Dylan's electric transformation remains legendary, and to understand why just go listen to what was on the radio in the summer of 1965 when "Like A Rolling Stone" came out. This six minute song full of metaphors and imagery, twice the length of the typical pop number, went all the way to number two on the charts. It was the definitive sign that popular music could be so much more than greasy kids stuff. It should also be noted that this happened two years before Sgt Pepper, which is often falsely given that credit.
Within a year of "Like a Rolling Stone" Dylan would release two all time great albums, Highway 61 Revisited and Blonde on Blonde, and face down "fans" angry over his electric turn with face-meltingly rocking live performances backed by the Hawks (soon to be Band.) Like a meteor screaming across the sky he burned bright but looked to be coming apart in the process. Dylan's famous motorcycle crash in the summer of 1966, which forced/helped him take a step beck before he burned out, could very well have saved his life.
Listening to this music again I have to say that it still sounds amazing and the songs keep generating new revelations.
Highway 61 Revisited (1965)
I had dabbled in Dylan in high school, but did not become a totally craven Bob-head until my senior year of college when I bought this album. For sentimental reasons it's probably still my favorite. The hints of electric mayhem on Bringing It All Back Home are out in full force here. Mike Bloomfield's searing Chicago blues guitar like Albert Collins' sounds like "a bee struck by lightning." On his next album Dylan would soften this sound somewhat and bring it to more baroque territory, I prefer the gritty blues of this album.
Every single song is memorable and some are among Dylan's finest. It's been said that 1965 is the year that "the Sixties" truly began, but "Desolation Row" seems to prophesy its end just as the metephorical "Sixties" are beginning. There isn't enough space for me to list all the superlatives, so I am not even going to bother.
Rating: Five Bobs
Blonde on Blonde (1966)
Well how do you follow that up? With a double album, of course! Dylan is infamously loose and undisciplined in the studio, but here is one of his more crafted works, courtesy of Nashville session musicians. Pairing their chops with some of Dylan's least inhibited songs is quite the combo. Like all double albums it has some less than stellar tracks, but the whole is much greater than the sum of its parts. This album is more romantic and poetic, ending with "Sad Eyed Lady of the Lowlands," an epic love song. Romantic melancholy seeps into other songs as well, such as "Just Like A Woman." I still wish Bob got less baroque on this and stuck more the rootsier sound of his last record, but there's no arguing with the results when you listen to something like "Visions of Johanna." "The ghost of electricity howls in the bones of her face" is maybe my favorite lyric of all time.
Rating: Five Bobs
Bootleg Series Vol. 4: Bob Dylan Live 1966
If I was only allowed to have one Dylan album, this would be it. The live recording of Dylan's 1966 concert at Manchester Free Trade Hall (mistakenly labelled "Royal Albert Hall") has the evidence that folkies indeed shouted "Judas!" at him during his electric set. As the band is about to go into a brash version of "Like A Rolling Stone" you can also hear Dylan turn to them and say "Play fucking loud!"

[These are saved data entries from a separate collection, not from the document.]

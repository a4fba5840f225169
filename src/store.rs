//! Call Records
//!
//! The only externally visible state the engine produces: one record per
//! call, kept current through the call's lifecycle and finalized on end.
//! Persistence is a collaborator boundary; the in-memory store backs tests
//! and single-process deployments.

use std::collections::HashMap;

use chrono::{DateTime, Utc};
use serde::{Deserialize, Serialize};
use tokio::sync::RwLock;

/// Externally visible call status.
#[derive(Debug, Clone, Copy, PartialEq, Eq, Serialize, Deserialize)]
#[serde(rename_all = "kebab-case")]
pub enum CallStatus {
    Initiated,
    Ringing,
    InProgress,
    Completed,
    Failed,
}

/// One conversation turn in the persisted transcript.
#[derive(Debug, Clone, Serialize, Deserialize, PartialEq, Eq)]
pub struct TranscriptEntry {
    pub role: Role,
    pub content: String,
    pub timestamp: DateTime<Utc>,
}

#[derive(Debug, Clone, Copy, PartialEq, Eq, Serialize, Deserialize)]
#[serde(rename_all = "lowercase")]
pub enum Role {
    User,
    Assistant,
}

/// The per-call record written to the external store.
#[derive(Debug, Clone, Serialize, Deserialize)]
#[serde(rename_all = "camelCase")]
pub struct CallRecord {
    pub id: String,
    pub status: CallStatus,
    pub started_at: DateTime<Utc>,
    pub ended_at: Option<DateTime<Utc>>,
    pub ended_reason: Option<String>,
    pub transcript: Vec<TranscriptEntry>,
    pub recording_url: Option<String>,
    pub duration_seconds: u64,
    pub agent_id: String,
    pub customer_number: String,
}

impl CallRecord {
    pub fn new(id: String, agent_id: String, customer_number: String) -> Self {
        Self {
            id,
            status: CallStatus::Initiated,
            started_at: Utc::now(),
            ended_at: None,
            ended_reason: None,
            transcript: Vec::new(),
            recording_url: None,
            duration_seconds: 0,
            agent_id,
            customer_number,
        }
    }
}

/// Store interface the media bridge writes through.
#[async_trait::async_trait]
pub trait CallRecordStore: Send + Sync {
    async fn create(&self, record: CallRecord);
    async fn update_status(&self, call_id: &str, status: CallStatus);
    async fn append_transcript(&self, call_id: &str, entry: TranscriptEntry);
    async fn set_recording_url(&self, call_id: &str, url: String);
    async fn finalize(&self, call_id: &str, status: CallStatus, reason: &str);
    async fn get(&self, call_id: &str) -> Option<CallRecord>;
}

/// In-memory store.
#[derive(Default)]
pub struct MemoryCallStore {
    records: RwLock<HashMap<String, CallRecord>>,
}

impl MemoryCallStore {
    pub fn new() -> Self {
        Self::default()
    }

    /// Snapshot of every record, for inspection and diagnostics.
    pub async fn list(&self) -> Vec<CallRecord> {
        self.records.read().await.values().cloned().collect()
    }
}

#[async_trait::async_trait]
impl CallRecordStore for MemoryCallStore {
    async fn create(&self, record: CallRecord) {
        self.records
            .write()
            .await
            .insert(record.id.clone(), record);
    }

    async fn update_status(&self, call_id: &str, status: CallStatus) {
        if let Some(record) = self.records.write().await.get_mut(call_id) {
            // never regress a finalized record
            if !matches!(record.status, CallStatus::Completed | CallStatus::Failed) {
                record.status = status;
            }
        }
    }

    async fn append_transcript(&self, call_id: &str, entry: TranscriptEntry) {
        if let Some(record) = self.records.write().await.get_mut(call_id) {
            record.transcript.push(entry);
        }
    }

    async fn set_recording_url(&self, call_id: &str, url: String) {
        if let Some(record) = self.records.write().await.get_mut(call_id) {
            record.recording_url = Some(url);
        }
    }

    async fn finalize(&self, call_id: &str, status: CallStatus, reason: &str) {
        if let Some(record) = self.records.write().await.get_mut(call_id) {
            if record.ended_at.is_some() {
                return;
            }
            let now = Utc::now();
            record.status = status;
            record.ended_at = Some(now);
            record.ended_reason = Some(reason.to_string());
            record.duration_seconds = (now - record.started_at).num_seconds().max(0) as u64;
        }
    }

    async fn get(&self, call_id: &str) -> Option<CallRecord> {
        self.records.read().await.get(call_id).cloned()
    }
}
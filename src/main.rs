//! voicebridge daemon
//!
//! Registers with the SIP trunk, serves the hosted media-stream WebSocket,
//! and optionally dials an outbound call given on the command line.

use voicebridge::agent::AgentConfig;
use voicebridge::bridge::{CallEngine, MediaStreamServer};
use voicebridge::config::EngineConfig;
use voicebridge::sip::SipConfig;

#[tokio::main]
async fn main() -> Result<(), Box<dyn std::error::Error>> {
    dotenvy::dotenv().ok();

    tracing_subscriber::fmt()
        .with_env_filter(
            tracing_subscriber::EnvFilter::try_from_default_env()
                .unwrap_or_else(|_| "info,voicebridge=debug".parse().unwrap()),
        )
        .init();

    let engine_cfg = EngineConfig::from_env();
    let sip_cfg = SipConfig::from_env();
    if sip_cfg.is_none() {
        tracing::info!("SIP trunk not configured, hosted media streams only");
    }

    let sip_enabled = sip_cfg.is_some();
    let engine = CallEngine::from_config(engine_cfg, sip_cfg).await?;

    // the default agent answers calls that do not name one
    engine.register_agent("default", load_default_agent()).await;

    if sip_enabled {
        engine.register().await?;
        tracing::info!("SIP registration complete");
    }

    // hosted media-stream transport
    let stream_addr =
        std::env::var("MEDIA_STREAM_ADDR").unwrap_or_else(|_| "0.0.0.0:8080".to_string());
    let server = MediaStreamServer::bind(engine.clone(), &stream_addr).await?;
    tokio::spawn(server.run());

    // optional outbound call: `voicebridge <number>`
    if let Some(number) = std::env::args().nth(1) {
        let call_id = engine.start_outbound_call("default", &number).await?;
        tracing::info!("Outbound call {} to {}", call_id, number);
    }

    let _ = tokio::signal::ctrl_c().await;
    tracing::info!("Shutting down");
    engine.shutdown().await;

    Ok(())
}

fn load_default_agent() -> AgentConfig {
    let mut agent = AgentConfig::default();

    if let Ok(prompt) = std::env::var("AGENT_SYSTEM_PROMPT") {
        agent.model.system_prompt = prompt;
    }
    if let Ok(first_message) = std::env::var("AGENT_FIRST_MESSAGE") {
        agent.first_message = first_message;
    }
    if let Ok(voice_id) = std::env::var("AGENT_VOICE_ID") {
        agent.voice.voice_id = voice_id;
    }
    if let Ok(model) = std::env::var("AGENT_MODEL") {
        agent.model.model_name = model;
    }

    agent
}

The concert had two parts, Dylan solo acoustic with harp and guitar, and then backed by the glorious Hawks (soon to be The Band.) In the acoustic side, which the folkies claimed to prefer, Dylan is still performing recent material and shies away from his old topical songs. He also plays the songs unconventionally, almost deliberately pushing his audience. The electric part is just amazing, and the fact that so many people saw this and then bitched about it because Dylan dared to evolve just proves how stupid human beings can be. I feel like I encounter this type on Twitter every damn day.
Rating: Five Bobs
Bootleg Series Vol. 12: The Cutting Edge
I have listened to all the other stuff on this list innumerable times, but for some reason I didn't get around to this Bootleg Series entry until I embarked on this project. I realized I made a mistake by not including it in my last post, since it follows the traditional periodization starting this part of Dylan's career with Bringing It All Back Home. (See my last post for my reasons for my own periodization.) Listening to all of these studio outtakes I was really struck by how different many of the songs sound in their released form. Above all I saw how a lot of Blonde on Blonde got smoothed out in the recording process. It certain challenged my assumptions about Dylan's haphazard approach in the studio. I feel like I was barely able to take it all in, and I will have to go back for some more listens.
Rating: Five Bobs
Bootleg Series Odds and Ends
A lot of the tracks from volume seven, the soundtrack to Scorsese's No Direction Home, are included here. There is a lot of overlap from The Cutting Edge but when this came out the alternate versions really blew me away. There's also an especially sneering live take on "Ballad of a Thin Man." There's a few good nuggets that also get repeated later from volume 2, with "She's Your Lover Now" being my favorite.
And speaking of sneering, Dylan put out a non-album single "Positively 4th Street" in this period that sounds like a pretty direct rebuke to the purists in his audience.